The present invention relates to a manifold for a heat exchanger and to a capacitor.

The DE 10 2007 016 050 A1 describes a heat exchanger having tubes coupled to a header tank. The header tank includes a plate member to which the ends of the tubes are coupled, a tank member connected to the plate member, and an intermediate member disposed between the tank member and the plate member. In this case, principle-related doublings of the material occur. This is unfavorable for weight and thus cost reasons and from a soldering point of view.

The US 2006/0162917 A1 relates to a heat exchanger, in particular a heat exchanger for carbon dioxide, in which a tank with a number of domes is coupled to a collector and wherein a connecting element is arranged with a connecting flow channel between the collector and the tank.

The headers of condensers made for the refrigerant R134a may be in two parts and consist of the so-called bottom and a lid. Especially with capacitors for a C02 refrigerant circuit, the so-called gas coolers, the previous design can not be maintained due to the higher pressure levels.

It is the object of the present invention to provide an improved header for a heat exchanger and an improved condenser.
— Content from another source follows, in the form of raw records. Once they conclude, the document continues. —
//! Sector visibility
//!
//! `in_range` and `direction` depend only on a cell's offset from the grid
//! center and are computed once. `visible` is refreshed every tick from the
//! camera orientation.

use glam::Vec3;

use super::camera::CameraState;
use crate::angle_between;
use crate::consts::*;
use crate::error::CollisionFault;

#[derive(Debug, Clone, PartialEq)]
pub struct VisibilityField {
    side: usize,
    in_range: Vec<bool>,
    /// Unit direction from the center cell towards each cell (zero for the center)
    direction: Vec<Vec3>,
    visible: Vec<bool>,
}

impl VisibilityField {
    /// Precompute range and direction for a `side` x `side` grid.
    ///
    /// Every cell starts out visible until the first refresh.
    pub fn new(side: usize) -> Self {
        let middle = (side / 2) as i32;
        let mut in_range = Vec::with_capacity(side * side);
        let mut direction = Vec::with_capacity(side * side);
        for iz in 0..side as i32 {
            for ix in 0..side as i32 {
                let (x, z) = ((ix - middle) as f32, (iz - middle) as f32);
                in_range.push((x * x + z * z).sqrt() < middle as f32 + IN_RANGE_SLACK);
                direction.push(Vec3::new(x, 0.0, z).normalize_or_zero());
            }
        }
        Self {
            side,
            in_range,
            direction,
            visible: vec![true; side * side],
        }
    }

    pub fn side(&self) -> usize {
        self.side
    }

    #[inline]
    fn index(&self, ix: usize, iz: usize) -> usize {
        iz * self.side + ix
    }

    /// Always-visible cells around the camera
    #[inline]
    pub fn is_inner_diamond(&self, ix: usize, iz: usize) -> bool {
        let middle = (self.side / 2) as i32;
        (ix as i32 - middle).abs() + (iz as i32 - middle).abs() <= INNER_DIAMOND
    }

    pub fn in_range(&self, ix: usize, iz: usize) -> bool {
        self.in_range[self.index(ix, iz)]
    }

    pub fn direction(&self, ix: usize, iz: usize) -> Vec3 {
        self.direction[self.index(ix, iz)]
    }

    #[inline]
    pub fn is_visible(&self, ix: usize, iz: usize) -> bool {
        self.visible[self.index(ix, iz)]
    }

    /// Visibility flags, row-major like the sector grid
    pub fn visible_flags(&self) -> &[bool] {
        &self.visible
    }

    pub fn visible_count(&self) -> usize {
        self.visible.iter().filter(|v| **v).count()
    }

    /// Recompute visibility for the camera's orientation.
    ///
    /// A degenerate view direction leaves the previous flags untouched.
    pub fn refresh(&mut self, camera: &CameraState) -> Result<(), CollisionFault> {
        if !camera.forward.is_finite() {
            return Err(CollisionFault::NonFinite("camera forward"));
        }
        let forward = camera.forward.normalize_or_zero();
        if forward == Vec3::ZERO {
            return Err(CollisionFault::DegenerateCamera);
        }

        let steep = forward.y.abs() >= STEEP_PITCH;
        for iz in 0..self.side {
            for ix in 0..self.side {
                let i = self.index(ix, iz);
                let mut visible = self.in_range[i];
                if visible && !steep {
                    visible = angle_between(forward, self.direction[i]) < camera.viewable_fov;
                }
                if self.is_inner_diamond(ix, iz) {
                    visible = true;
                }
                self.visible[i] = visible;
            }
        }
        Ok(())
    }
}

#[cfg(test)]
mod tests {
    use super::*;
    use proptest::prelude::*;

    fn camera(forward: Vec3) -> CameraState {
        CameraState::new(Vec3::ZERO, forward, std::f32::consts::FRAC_PI_2 * 0.75)
    }

    #[test]
    fn test_static_range_and_direction() {
        let field = VisibilityField::new(19);
        assert!(field.in_range(9, 9));
        assert!(field.in_range(18, 9));
        // Corners lie outside the view circle
        assert!(!field.in_range(0, 0));
        assert!(!field.in_range(18, 18));
        assert_eq!(field.direction(10, 9), Vec3::X);
        assert_eq!(field.direction(9, 8), Vec3::NEG_Z);
        assert_eq!(field.direction(9, 9), Vec3::ZERO);
    }

    #[test]
    fn test_looking_forward_culls_behind() {
        let mut field = VisibilityField::new(19);
        field.refresh(&camera(Vec3::Z)).unwrap();
        // Ahead
        assert!(field.is_visible(9, 15));
        // Behind, outside the inner diamond
        assert!(!field.is_visible(9, 3));
        // Behind but inside the inner diamond
        assert!(field.is_visible(9, 7));
        // Out of range even when ahead
        assert!(!field.is_visible(18, 18));
    }

    #[test]
    fn test_steep_pitch_shows_all_in_range() {
        let mut field = VisibilityField::new(19);
        field.refresh(&camera(Vec3::new(0.0, 0.9, 0.3))).unwrap();
        for iz in 0..19 {
            for ix in 0..19 {
                assert_eq!(field.is_visible(ix, iz), field.in_range(ix, iz));
            }
        }
    }

    #[test]
    fn test_wider_fov_shows_more() {
        let mut narrow = VisibilityField::new(19);
        let mut wide = VisibilityField::new(19);
        let mut cam = camera(Vec3::X);
        narrow.refresh(&cam).unwrap();
        cam.viewable_fov = std::f32::consts::FRAC_PI_2;
        wide.refresh(&cam).unwrap();
        assert!(wide.visible_count() > narrow.visible_count());
    }

    #[test]
    fn test_degenerate_forward_keeps_flags() {
        let mut field = VisibilityField::new(19);
        field.refresh(&camera(Vec3::Z)).unwrap();
        let before = field.clone();
        let cam = CameraState {
            forward: Vec3::ZERO,
            ..camera(Vec3::Z)
        };
        assert_eq!(field.refresh(&cam), Err(CollisionFault::DegenerateCamera));
        assert_eq!(field, before);
    }

    proptest! {
        #[test]
        fn prop_inner_diamond_always_visible(
            x in -1.0f32..1.0,
            y in -1.0f32..1.0,
            z in -1.0f32..1.0,
            fov in 0.01f32..1.5,
        ) {
            prop_assume!(Vec3::new(x, y, z).length() > 1e-3);
            let mut field = VisibilityField::new(19);
            let cam = CameraState::new(Vec3::ZERO, Vec3::new(x, y, z), fov);
            field.refresh(&cam).unwrap();
            for iz in 0..19usize {
                for ix in 0..19usize {
                    if (ix as i32 - 9).abs() + (iz as i32 - 9).abs() <= 2 {
                        prop_assert!(field.is_visible(ix, iz));
                    }
                }
            }
        }
    }
}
This object is achieved by a manifold according to claim 1 and a capacitor according to claim 13.

The present invention is based on the finding that a two-part manifold can save weight and thus costs. By arranging special channels in the interior of the collecting tube, it can be avoided that the main flow channels are partially blocked by flat tubes of the heat exchanger and thus produce a pressure drop on the refrigerant side.
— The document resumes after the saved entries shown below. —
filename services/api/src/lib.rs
mod cli;
mod demo;
mod infra;
mod routes;
mod server;

use opptak::error::AppError;

pub async fn run() -> Result<(), AppError> {
    cli::run().await
}
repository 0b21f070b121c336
mod common;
Therefore, the approach of the invention u.a. advantageous in heat exchangers, such as capacitors, for example, for a CO2 refrigerant circuit, the so-called gas coolers use, since the design of the invention for the occurring higher pressure levels is suitable.

Advantageously, the inventive approach allows cost savings, a reduction in weight, a reduction of pressure losses and an increase in process reliability.

By means of the present invention, it is possible to produce a cost-effective and high-pressure-resistant collecting tube for heat exchangers which is simple to produce compared with the prior art. The design according to the invention is characterized by a low pressure loss on the refrigerant side.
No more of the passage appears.